Les opinions et vues exposées dans les articles lecteurs ne reflètent pas forcément celles de la rédaction de Gameblog.

NOTE PRELIMINAIRE : Ce dossier a été rédigé en juin 2009. Pour cette raison, des jeux plus récents et significatifs peuvent ne pas figurer dans cet aperçu historique thématique.

Après notre première partie levant le voile sur la conception du cel shading, nous aborderons dans cette deuxième partie sa brève histoire, moins de dix ans. Ceci n’a cependant pas empêché une grande production de jeux vidéo. Il sera donc impossible de les citer tous sans s’éparpiller. Contrairement à ce que nous avions annoncé lors de notre première partie, nous avons choisi de thématiser notre approche pour donner un aperçu des jeux que nous avons jugé significatifs. Nous avons également préféré nous concentrer sur les jeux sortis en France. Pour commencer notre tour d’horizon, commençons notre voyage dans l’histoire en commençant par l’année zéro du cel shading : l’an 2000.

Année 2000

L’année 2000 voit l’arrivée de deux jeux en cel shading. Le premier jeu est Fear Effect (cf. image), un jeu français développé par Kronos et édité par Eidos, sorti en février 2000 en France. C’est un jeu d’action/aventure développé sur la première PlayStation qui a pour spécificité de proposer des décors précalculés, comme Resident Evil par exemple. Toutefois, contrairement aux décors de ce dernier, ceux de Fear Effect ne sont pas statiques. Il s’agit en réalité d’une bande animée appelée FMV (Full Motion Video) qui permet de rendre l’environnement plus vivant, comme le passage des lumières. Les personnages, modélisés en cel shading, évoluent au sein de cet environnement. Les trois héros, Hana, Glas et Deke doivent résoudre une affaire de sacrifice perpétré pour un satisfaire un démon. Il va sans dire que le résultat final se rapproche beaucoup d’un dessin animé, un peu comme un certain Dragon’s Lair en son temps. Le jeu verra une suite en 2001 qui est en vérité une préquelle : Fear Effect : Retro Helix.

Jet Set Radio, sorti en novembre 2000 en France, est développé par Smilebit et édité par Sega. S’il est acclamé par la critique, il ne recueillera qu’un succès d’estime. Le jeu vous met dans la peau de jeunes Tokyoïtes en rollers, qui marquent, défendent et agrandissent leur territoire en réalisant des tags, en tentant d’échapper aux forces de l’ordre ou en luttant contre d’autres gangs. L’univers urbain est un bouillonnement de couleurs, propice au cel shading, pour un jeu joyeux et délicieusement subversif. N’oublions pas la bande musicale du jeu qui a tout autant contribué à sa renommée. L’original, développé sur Dreamcast (DC) verra une suite sur Xbox en 2002 : Jet Set Radio Future.
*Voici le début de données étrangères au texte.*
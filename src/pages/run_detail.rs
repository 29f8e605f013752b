//! Run detail page.
//!
//! DESIGN
//! ======
//! Each refresh fetches the run. A run that is RUNNING with no finish time
//! gets one `POST /finalize/{id}` as a side effect of the refresh; the
//! `finalizing` flag in [`RunDetailState`] keeps overlapping refreshes from
//! sending another while one is in flight. `load` and cancel never
//! finalize. The flag is claimed and released
//! under the state lock, which is never held across an `.await`.
//!
//! ERROR HANDLING
//! ==============
//! Fetch failures are logged and the last good detail stays on screen; a
//! run that never loaded renders as "Run not found". Finalize failures are
//! logged and release the flag so a later refresh can try again.

use std::sync::atomic::{AtomicBool, Ordering};
use std::sync::{Arc, Mutex};
use std::time::Duration;

use tracing::{error, info, warn};

use super::{Mounted, lock};
use crate::components::{asset_grid, status_pill, style::Style};
use crate::net::types::{ApiError, RunsApi};
use crate::state::assets::AssetGridState;
use crate::state::run_detail::{DetailPhase, RunDetailState};
use crate::util::poll::spawn_poller;
use crate::util::timestamp;

#[derive(Clone)]
pub struct RunDetailPage {
    run_id: String,
    api: Arc<dyn RunsApi>,
    state: Arc<Mutex<RunDetailState>>,
}

impl RunDetailPage {
    pub fn new(run_id: impl Into<String>, api: Arc<dyn RunsApi>) -> Self {
        Self { run_id: run_id.into(), api, state: Arc::new(Mutex::new(RunDetailState::default())) }
    }

    pub fn run_id(&self) -> &str {
        &self.run_id
    }

    pub fn snapshot(&self) -> RunDetailState {
        lock(&self.state).clone()
    }

    /// Fetch the run without the auto-finalize side effect. Returns `false`
    /// when the fetch failed.
    pub async fn load(&self) -> bool {
        match self.api.get_run(&self.run_id).await {
            Ok(run) => {
                lock(&self.state).set_run(run);
                true
            }
            Err(e) => {
                if e.is_not_found() {
                    warn!(run_id = %self.run_id, "run not found");
                } else {
                    error!(run_id = %self.run_id, error = %e, "failed to load run");
                }
                lock(&self.state).fetch_failed();
                false
            }
        }
    }

    /// One poll tick: load, then finalize a RUNNING run with no finish time.
    pub async fn refresh(&self) {
        if !self.load().await {
            return;
        }
        let claimed = lock(&self.state).begin_finalize();
        if claimed {
            self.finalize().await;
        }
    }

    async fn finalize(&self) {
        info!(run_id = %self.run_id, "auto-finalizing run");
        let finalized = match self.api.finalize_run(&self.run_id).await {
            Ok(run) => Some(run),
            Err(e) => {
                error!(run_id = %self.run_id, error = %e, "auto-finalize failed");
                None
            }
        };
        lock(&self.state).finish_finalize(finalized);
    }

    /// Cancel the run if it is still cancellable, then reload it.
    ///
    /// Returns `Ok(false)` without calling the backend when cancel is not
    /// offered for the current state.
    pub async fn cancel(&self) -> Result<bool, ApiError> {
        if !lock(&self.state).can_cancel() {
            return Ok(false);
        }
        if let Err(e) = self.api.cancel_run(&self.run_id).await {
            error!(run_id = %self.run_id, error = %e, "failed to cancel run");
            return Err(e);
        }
        info!(run_id = %self.run_id, "run cancelled");
        self.load().await;
        Ok(true)
    }

    /// Refresh now and every `period`, calling `render` after each refresh
    /// while the page stays mounted.
    pub fn mount<R>(&self, period: Duration, render: R) -> Mounted
    where
        R: Fn(&RunDetailState) + Send + Sync + 'static,
    {
        let mounted = Arc::new(AtomicBool::new(true));
        let render = Arc::new(render);
        let page = self.clone();
        let alive = Arc::clone(&mounted);
        let poll = spawn_poller(period, move || {
            let page = page.clone();
            let render = Arc::clone(&render);
            let alive = Arc::clone(&alive);
            async move {
                page.refresh().await;
                if alive.load(Ordering::SeqCst) {
                    render(&page.snapshot());
                }
            }
        });
        Mounted::new(poll, mounted)
    }
}

/// Full page text for one run.
pub fn render(run_id: &str, state: &RunDetailState, grid: &AssetGridState, style: Style) -> String {
    let run = match state.phase() {
        DetailPhase::Loading => return "Loading run details...\n".to_owned(),
        DetailPhase::NotFound => return "Run not found\n".to_owned(),
        DetailPhase::Ready(run) => run,
    };

    let mut out = format!("Run {run_id}\n");
    let mut header = vec![
        status_pill::render(&run.status, style),
        format!("Created: {}", timestamp::format_datetime(&run.created_at)),
    ];
    if let Some(finished) = &run.finished_at {
        header.push(format!("Finished: {}", timestamp::format_datetime(finished)));
    }
    if state.finalizing {
        header.push(style.tone("Finalizing...", crate::state::status::StatusTone::Active));
    }
    out.push_str(&header.join("  "));
    out.push('\n');
    if state.can_cancel() {
        out.push_str(&style.dim(&format!("Cancel with: adgen cancel {run_id}")));
        out.push('\n');
    }

    out.push_str("\nRun Details\n");
    out.push_str(&format!("  Prompt:          {}\n", run.inputs.prompt));
    if let Some(negative) = run.inputs.negative_prompt.as_deref().filter(|s| !s.is_empty()) {
        out.push_str(&format!("  Negative Prompt: {negative}\n"));
    }
    if let Some(seed) = run.inputs.seed.filter(|seed| *seed != 0) {
        out.push_str(&format!("  Seed:            {seed}\n"));
    }
    out.push_str(&format!("  Duration:        {}\n", state.duration_label()));
    if let Some(logs) = &run.logs_url {
        out.push_str(&format!("  Logs:            {logs}\n"));
    }

    out.push_str("\nGenerated Assets\n");
    if run.artifacts().is_empty() {
        out.push_str(&format!("  {}\n", state.empty_assets_message()));
    } else {
        out.push_str(&asset_grid::render(run.artifacts(), grid, style));
    }
    out
}

#[cfg(test)]
#[path = "run_detail_test.rs"]
mod tests;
Si l’on cite bien souvent ces deux jeux comme les pères du cel shading, nous ne devons pas oublier que d’autres jeux en cel shading sont sortis en 2000 en France. Nous pouvons citer un jeu développé par Krome Studios Melbourne sur PlayStation 2 (PS2) et DC, édité par Infogrames (aujourd’hui Atari) : Looney Tunes Space Race, un jeu de course du même genre qu’un Mario Kart, soit faire des courses à bord d’engins variés, lancer à ses adversaires des malus - le plus souvent comiques - ou de bénéficier de bonus pour prendre les devants face aux autres participants. Les Fous du Volant, un jeu du même type, lui aussi développé par Infogrames est sorti la même année sur DC. Si ces deux jeux ne sont pas véritablement significatifs dans le monde du jeu vidéo, nous voulions montrer que le cel shading n’est pas apparu par deux jeux pionniers où s’exprimerait un génie créatif isolé, mais sont les premiers jeux d’une lame de fond. 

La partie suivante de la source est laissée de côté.